L’evoluzione del progetto
Nato nel 1994, ormai quasi 25 anni fa, l’orto è stata la prima attività avviata dalla cooperativa all’interno del carcere, sulle tracce dell’antico orto del Convento delle Convertite. Si coltiva in regime biologico, e settimanalmente i prodotti di stagione imbandiscono il banchetto allestito nelle Fondamenta del Carcere – recentemente rimodernato grazie al progetto d’artista Daydreaming Inside-out - dove la vendita al pubblico è gestito dalle detenute. A gestire il lavoro c’è Vania Carlot, con lei collabora un numero variabile di donne avviate alla professione attraverso un corso di formazione. Ottenuta l’idoneità, le detenute impiegate nell’orto lavorano tutto il giorno, dal lunedì al venerdì, retribuite con i proventi delle vendite. Poco più di un anno fa, nella primavera 2017, i prodotti del carcere della Giudecca hanno conquistato una nuova vetrina tra le calli veneziane, all’emporio dei Frari ideato proprio per sostenere l’economia carceraria, secondo esempio in Italia – dopo il Freedhome di Torino – di negozio interamente dedicato alla vendita di prodotti made in jail.
La Festa dell’Orto
Poi c’è la festa che ogni anno prende vita all’interno del carcere della Giudecca, che per l’occasione apre le porte al pubblico e invita a mettere da parte pregiudizi e barriere sociali. Quest’anno la Festa dell’Orto andrà in scena sabato 29 settembre, dalle 9.30 alle 13, e sarà occasione per celebrare il primo anno di attività di Process Collettivo, come si chiama il negozio dei Frari ideato in collaborazione con l’artista Mark Bradford.
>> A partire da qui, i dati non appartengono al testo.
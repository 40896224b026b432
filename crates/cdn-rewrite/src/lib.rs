// SPDX-License-Identifier: MIT OR Apache-2.0
//! Rewrites a bundler's raw output into the artifact the CDN actually
//! serves: banner, external-sentinel substitution with CJS/ESM interop,
//! and target-specific global rewrites.
//!
//! A post-processing pass over each bundler output file: a byte-level scan
//! for `__ESM_SH_EXTERNAL:<specifier>` string literals (the sentinel
//! survives minification because the bundler treats it as opaque string
//! content), each replaced according to the calling
//! context (`require(...)`, `require.resolve(...)`, a static `import ...
//! from`, or a dynamic `import(...)`) and, for `require()` call sites, one
//! of four CJS/ESM interop shapes hoisted as a real ES import at the top
//! of the file. This crate has no bundler or registry dependency — the
//! orchestrator resolves every external specifier to a CDN URL and (where
//! known) its [`cdn_core::ModuleMeta`] before calling in here; this crate's
//! job is purely textual.
#![deny(unsafe_code)]
#![warn(missing_docs)]

use cdn_core::{ModuleMeta, Target};
use cdn_error::{CdnError, ErrorKind};
use std::collections::{BTreeMap, BTreeSet};
use tracing::debug;

/// What an external specifier resolved to, as determined by the
/// orchestrator's CDN-resolution chain.
#[derive(Debug, Clone)]
pub struct ExternalInfo {
    /// The CDN (or remote/builtin) URL this specifier should be replaced
    /// with.
    pub url: String,
    /// The external's own module metadata, when known (it was built or
    /// already in `DB`). `None` for remote passthroughs and anything the
    /// resolution chain could not introspect, forcing the conservative
    /// plain-default interop form.
    pub meta: Option<ModuleMeta>,
}

/// Per-rewrite settings that are not specific to any one external.
#[derive(Debug, Clone)]
pub struct RewriteCtx {
    /// Output target, controlling the Deno-specific rewrites and whether
    /// Node-global shims are injected at all.
    pub target: Target,
    /// `true` to keep `development`-mode branches (affects nothing in this
    /// crate directly; carried through for banner metadata parity with the
    /// `define` table cdn-bundler built for the same build).
    pub development: bool,
    /// Pinned Deno standard-library version, used to build `std/node/...`
    /// shim URLs when `target == Target::Deno`.
    pub deno_std_version: String,
}

/// The result of rewriting one bundler output file.
#[derive(Debug, Clone, Default)]
pub struct RewrittenOutput {
    /// The rewritten source, ready to persist.
    pub code: Vec<u8>,
    /// Node-global shim packages this output ended up importing
    /// (`buffer`, `process`, ...), for the orchestrator's own metadata.
    pub shims_used: BTreeSet<&'static str>,
}

/// Rewrites bundler output.
pub struct OutputRewriter;

impl OutputRewriter {
    /// Rewrite one bundler output file.
    ///
    /// `resolutions` must contain an entry for every specifier the
    /// resolver recorded in the build's `externals` set; a sentinel whose
    /// specifier is missing from `resolutions` is a programming error in
    /// the orchestrator, not a recoverable build failure.
    ///
    /// # Errors
    ///
    /// Returns `Fatal` if `source` is not valid UTF-8, or if a sentinel
    /// string literal is malformed (unterminated).
    pub fn rewrite(source: &[u8], ctx: &RewriteCtx, pkg_display: &str, build_version: i32, resolutions: &BTreeMap<String, ExternalInfo>) -> Result<RewrittenOutput, CdnError> {
        let text = std::str::from_utf8(source).map_err(|e| CdnError::new(ErrorKind::Fatal, "rewrite", format!("bundler output is not valid UTF-8: {e}")))?;

        let mut prelude = String::new();
        let mut body = String::new();
        let mut shims_used = BTreeSet::new();
        let mut hoisted_for: BTreeMap<String, String> = BTreeMap::new();
        let mut binding_counter: u32 = 0;

        let mut cursor = 0usize;
        while let Some(rel_start) = text[cursor..].find(cdn_core::constants::EXTERNAL_SENTINEL_PREFIX) {
            let sentinel_start = cursor + rel_start;
            let quote_idx = sentinel_start.checked_sub(1).filter(|&i| matches!(text.as_bytes()[i], b'"' | b'\'')).ok_or_else(|| {
                CdnError::new(ErrorKind::Fatal, "rewrite", "external sentinel not preceded by a quote character")
            })?;
            let quote_char = text.as_bytes()[quote_idx];
            let specifier_start = sentinel_start + cdn_core::constants::EXTERNAL_SENTINEL_PREFIX.len();
            let close_rel = text[specifier_start..].find(quote_char as char).ok_or_else(|| {
                CdnError::new(ErrorKind::Fatal, "rewrite", "unterminated external sentinel string literal")
            })?;
            let close_idx = specifier_start + close_rel;
            let specifier = &text[specifier_start..close_idx];

            let resolution = resolutions.get(specifier).ok_or_else(|| {
                CdnError::new(ErrorKind::Fatal, "rewrite", format!("no resolution recorded for external '{specifier}'")).with_context("specifier", specifier)
            })?;

            let call_site = detect_call_site(&text[..quote_idx]);
            body.push_str(&text[cursor..call_site.replace_from.unwrap_or(quote_idx)]);

            match call_site.kind {
                CallSiteKind::Require => {
                    let close_paren = find_close_paren_after(text, close_idx).ok_or_else(|| {
                        CdnError::new(ErrorKind::Fatal, "rewrite", "unterminated require(...) call around external sentinel")
                    })?;
                    let named = try_property_access(text, close_paren + 1).filter(|&(prop, _)| {
                        resolution.meta.as_ref().is_some_and(|m| m.exports.iter().any(|e| e == prop))
                    });
                    if let Some((prop, prop_end)) = named {
                        let key = format!("{specifier}.{prop}");
                        let binding = hoisted_for.entry(key).or_insert_with(|| {
                            binding_counter += 1;
                            let binding = format!("__esmExternal{binding_counter}");
                            prelude.push_str(&format!("import {{ {prop} as {binding} }} from \"{}\";\n", resolution.url));
                            binding
                        });
                        body.push_str(binding);
                        cursor = prop_end;
                    } else {
                        let binding = hoisted_for.entry(specifier.to_string()).or_insert_with(|| {
                            binding_counter += 1;
                            let binding = format!("__esmExternal{binding_counter}");
                            let form = classify_interop(resolution.meta.as_ref(), specifier);
                            prelude.push_str(&prelude_for(form, &binding, &resolution.url));
                            binding
                        });
                        body.push_str(binding);
                        cursor = close_paren + 1;
                    }
                }
                CallSiteKind::RequireResolve => {
                    body.push('"');
                    body.push_str(&resolution.url);
                    body.push('"');
                    let close_paren = find_close_paren_after(text, close_idx).ok_or_else(|| {
                        CdnError::new(ErrorKind::Fatal, "rewrite", "unterminated require.resolve(...) call around external sentinel")
                    })?;
                    cursor = close_paren + 1;
                }
                CallSiteKind::StaticOrDynamicImportOrPlainString => {
                    body.push(quote_char as char);
                    body.push_str(&resolution.url);
                    body.push(quote_char as char);
                    cursor = close_idx + 1;
                }
            }
        }
        body.push_str(&text[cursor..]);

        detect_shim_needs(&body, ctx.target, &mut shims_used);
        for placeholder in &shims_used {
            prelude.push_str(&shim_import_line(placeholder, ctx, build_version));
        }

        let mut rewritten = body;
        if ctx.target == Target::Deno {
            rewritten = apply_deno_window_check_rewrite(&rewritten);
        }

        let mut out = String::new();
        out.push_str(&build_banner(pkg_display, build_version));
        out.push_str(&prelude);
        out.push_str(&rewritten);

        debug!(target: "cdn.rewrite", pkg = pkg_display, externals = hoisted_for.len(), shims = shims_used.len(), "rewrote bundler output");

        Ok(RewrittenOutput { code: out.into_bytes(), shims_used })
    }
}

enum CallSiteKind {
    Require,
    RequireResolve,
    StaticOrDynamicImportOrPlainString,
}

struct CallSite {
    kind: CallSiteKind,
    /// Index the copied prefix should stop at — `None` means "the opening
    /// quote itself" (the static/dynamic-import/plain-string case, where we
    /// keep the quote and only replace its contents).
    replace_from: Option<usize>,
}

/// Inspects the text immediately preceding a sentinel's opening quote to
/// decide how the string literal is being used.
fn detect_call_site(prefix: &str) -> CallSite {
    let trimmed = prefix.trim_end();
    if let Some(before) = trimmed.strip_suffix("require.resolve(") {
        return CallSite { kind: CallSiteKind::RequireResolve, replace_from: Some(before.len()) };
    }
    if let Some(before) = trimmed.strip_suffix("require(") {
        return CallSite { kind: CallSiteKind::Require, replace_from: Some(before.len()) };
    }
    CallSite { kind: CallSiteKind::StaticOrDynamicImportOrPlainString, replace_from: None }
}

/// Finds the `)` closing a `require(...)`/`require.resolve(...)` call whose
/// sole argument was the sentinel string literal ending at `close_quote_idx`.
fn find_close_paren_after(text: &str, close_quote_idx: usize) -> Option<usize> {
    let rest = &text[close_quote_idx + 1..];
    let offset = rest.find(')')?;
    if rest[..offset].trim().is_empty() {
        Some(close_quote_idx + 1 + offset)
    } else {
        None
    }
}

/// The four CJS/ESM interop shapes a `require()` of an external can take.
#[derive(Debug, Clone, Copy, PartialEq, Eq)]
enum InteropForm {
    /// ESM module with no default export: bind the whole namespace.
    NamedOnly,
    /// ESM module with a default export: bind a merged
    /// `{ ...namespace, default }` object so both `require("x").named` and
    /// `require("x").default`/callable-default usage keep working.
    EsmDefaultMerge,
    /// CJS module whose default export is itself the `module.exports`
    /// value with named properties attached (the `__esModule`-flagged
    /// shape): merge default and namespace the same way, since both came
    /// from the same underlying object.
    CjsEsModuleMerge,
    /// Unknown module shape, or a module (like `object-assign`) whose
    /// `require()` result is conventionally just the callable default
    /// itself: bind the default export directly.
    PlainDefault,
}

/// Packages whose CJS export IS their default export, not a named-plus-
/// default object — `require()`ing them must yield the callable/value
/// itself, never a merged namespace object.
const DEFAULT_ONLY_PACKAGES: &[&str] = &["object-assign"];

fn classify_interop(meta: Option<&ModuleMeta>, specifier: &str) -> InteropForm {
    let bare = specifier.split('/').next().unwrap_or(specifier);
    if DEFAULT_ONLY_PACKAGES.contains(&bare) {
        return InteropForm::PlainDefault;
    }
    match meta {
        Some(m) if m.cjs && m.export_default => InteropForm::CjsEsModuleMerge,
        Some(m) if !m.cjs && m.export_default => InteropForm::EsmDefaultMerge,
        Some(m) if !m.cjs && !m.export_default => InteropForm::NamedOnly,
        _ => InteropForm::PlainDefault,
    }
}

fn prelude_for(form: InteropForm, binding: &str, url: &str) -> String {
    match form {
        InteropForm::NamedOnly => format!("import * as {binding} from \"{url}\";\n"),
        InteropForm::EsmDefaultMerge => format!(
            "import {binding}$default, * as {binding}$ns from \"{url}\";\nconst {binding} = Object.assign(Object.create(null), {binding}$ns, {{ default: {binding}$default }});\n"
        ),
        InteropForm::CjsEsModuleMerge => format!(
            "import {binding}$default, * as {binding}$ns from \"{url}\";\nconst {binding} = Object.assign({binding}$default, {binding}$ns);\n"
        ),
        InteropForm::PlainDefault => format!("import {binding} from \"{url}\";\n"),
    }
}

/// Scans rewritten output for the `__Name$`-style placeholders
/// [`cdn_core::constants::GLOBAL_DEFINE_SHIMS`] lists — the bundler's
/// `define` table already replaced the bare globals with these, so gating
/// on the placeholder (rather than the original identifier) keeps "a shim
/// import appears iff its placeholder symbol appears in the body" exact,
/// including across minification.
fn detect_shim_needs(body: &str, target: Target, shims_used: &mut BTreeSet<&'static str>) {
    if target == Target::Node {
        return;
    }
    for (_, placeholder, _) in cdn_core::constants::GLOBAL_DEFINE_SHIMS {
        if contains_word(body, placeholder) {
            shims_used.insert(placeholder);
        }
    }
}

fn contains_word(haystack: &str, needle: &str) -> bool {
    let bytes = haystack.as_bytes();
    let nbytes = needle.as_bytes();
    let is_ident = |b: u8| b.is_ascii_alphanumeric() || b == b'_' || b == b'$';
    let mut start = 0;
    while let Some(rel) = haystack[start..].find(needle) {
        let idx = start + rel;
        let before_ok = idx == 0 || !is_ident(bytes[idx - 1]);
        let after_idx = idx + nbytes.len();
        let after_ok = after_idx >= bytes.len() || !is_ident(bytes[after_idx]);
        if before_ok && after_ok {
            return true;
        }
        start = idx + 1;
    }
    false
}

/// Builds the prelude import binding a placeholder to its shim module,
/// using the target-specific built-in-module URL scheme from §4.8.D (Deno
/// standard-library module when one exists, otherwise the embedded
/// polyfill under `v{build_version}`).
fn shim_import_line(placeholder: &str, ctx: &RewriteCtx, build_version: i32) -> String {
    let module = cdn_core::constants::GLOBAL_DEFINE_SHIMS
        .iter()
        .find(|(_, p, _)| *p == placeholder)
        .map_or(placeholder, |(_, _, module)| *module);
    let url = cdn_core::constants::built_in_module_url(ctx.target, build_version, &ctx.deno_std_version, module);
    format!("import {placeholder} from \"{url}\";\n")
}

/// Detects a `.<identifier>` property access immediately following `start`
/// (e.g. the `.foo` in `require("x").foo`), returning the identifier and
/// the index just past it.
fn try_property_access(text: &str, start: usize) -> Option<(&str, usize)> {
    let rest = text.get(start..)?.strip_prefix('.')?;
    let end = rest.find(|c: char| !(c.is_ascii_alphanumeric() || c == '_' || c == '$')).unwrap_or(rest.len());
    if end == 0 || rest.as_bytes()[0].is_ascii_digit() {
        return None;
    }
    Some((&rest[..end], start + 1 + end))
}

/// Browser-authored libraries frequently branch on `typeof window !==
/// "undefined"` to detect a DOM environment; Deno has neither `window` by
/// default nor the same feature-detection convention, so the equivalent
/// check there is against the `Deno` global.
fn apply_deno_window_check_rewrite(source: &str) -> String {
    source.replace("typeof window !== \"undefined\"", "typeof Deno !== \"undefined\"").replace("typeof window !== 'undefined'", "typeof Deno !== 'undefined'")
}

/// Builds the comment banner prepended to every served artifact.
#[must_use]
pub fn build_banner(pkg_display: &str, build_version: i32) -> String {
    format!("/* {pkg_display} (build v{build_version}) - generated by the CDN build service */\n")
}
Ma gli ospiti saranno accompagnati anche in un percorso di visita all’orto e al laboratorio di cosmetica (nato nel 2001), potranno acquistare i prodotti e ascoltare le storie delle detenute che li coltivano e lavorano su antiche ricette per realizzare cosmetici naturali di alta qualità. Tutto si concluderà con il buffet offerto dalla cooperativa Rio Terà dei Pensieri. Prima di varcare a ritroso l’ingresso del carcere, con la consapevolezza di aver scoperto uno degli orti segreti più speciali d’Italia.